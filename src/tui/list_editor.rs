//! List-field editor for skills, highlights and links.
//!
//! Owns the pending input and the selection cursor; the entries themselves
//! live in the draft and are passed in on every call.

use crate::profile::list;
use std::ops::Range;

#[derive(Debug, Clone, Default, PartialEq, Eq)]
pub struct ListEditor {
    /// Text typed but not yet added
    pub input: String,
    selected: usize,
}

impl ListEditor {
    pub fn new() -> Self {
        Self::default()
    }

    pub fn selected(&self) -> usize {
        self.selected
    }

    pub fn push_char(&mut self, c: char) {
        self.input.push(c);
    }

    pub fn pop_char(&mut self) {
        self.input.pop();
    }

    /// Add the pending input to `items`. Blank input leaves both untouched;
    /// a successful add clears the input and selects the new entry.
    pub fn commit(&mut self, items: &mut Vec<String>) -> bool {
        if !list::add_trimmed(items, &self.input) {
            return false;
        }
        self.input.clear();
        self.selected = items.len() - 1;
        true
    }

    /// Remove the selected entry and keep the cursor on a valid index
    pub fn remove_selected(&mut self, items: &mut Vec<String>) -> Option<String> {
        let removed = list::remove_at(items, self.selected)?;
        self.clamp(items.len());
        Some(removed)
    }

    pub fn select_next(&mut self, len: usize) {
        if len > 0 && self.selected + 1 < len {
            self.selected += 1;
        }
    }

    pub fn select_prev(&mut self) {
        self.selected = self.selected.saturating_sub(1);
    }

    /// Keep the cursor inside a list that may have shrunk
    pub fn clamp(&mut self, len: usize) {
        if len == 0 {
            self.selected = 0;
        } else if self.selected >= len {
            self.selected = len - 1;
        }
    }

    /// Rows to draw when only `height` fit, keeping the selection in view
    pub fn visible_window(&self, len: usize, height: usize) -> Range<usize> {
        if height == 0 || len == 0 {
            return 0..0;
        }
        if len <= height {
            return 0..len;
        }
        let selected = self.selected.min(len - 1);
        let start = (selected + 1).saturating_sub(height);
        start..start + height
    }
}
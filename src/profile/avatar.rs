//! Avatar resolution: show the image when the URL is usable, otherwise the
//! name's initial.

/// What the card draws in the avatar slot
#[derive(Debug, Clone, PartialEq, Eq)]
pub enum AvatarView {
    /// Image reference that looked loadable
    Image(String),
    /// Generated initial-letter avatar
    Initial(char),
}

impl AvatarView {
    /// `load_failed` is set once the image could not be loaded for display
    pub fn resolve(url: &str, name: &str, load_failed: bool) -> Self {
        let url = url.trim();
        if !load_failed && is_valid_image_url(url) {
            Self::Image(url.to_string())
        } else {
            Self::Initial(fallback_initial(name))
        }
    }
}

/// `http(s)://host/...` with a non-empty host, or an inline `data:image/` URI
pub fn is_valid_image_url(url: &str) -> bool {
    let url = url.trim();
    if url.is_empty() || url.chars().any(char::is_whitespace) {
        return false;
    }
    if url.starts_with("data:image/") {
        return true;
    }

    let rest = match url.split_once("://") {
        Some((scheme, rest)) if scheme.eq_ignore_ascii_case("http") || scheme.eq_ignore_ascii_case("https") => rest,
        _ => return false,
    };
    let authority = rest.split(['/', '?', '#']).next().unwrap_or_default();
    let host = authority.rsplit('@').next().unwrap_or_default();
    let host = host.split(':').next().unwrap_or_default();
    !host.is_empty()
}

/// First letter of the name, uppercased; `?` when the name is blank
pub fn fallback_initial(name: &str) -> char {
    name.trim()
        .chars()
        .next()
        .and_then(|c| c.to_uppercase().next())
        .unwrap_or('?')
}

◆ ◆ ◆

Find how many lines above include "clamp", then write only that count.

▶ [RESULT OF THE EXERCISE]:
2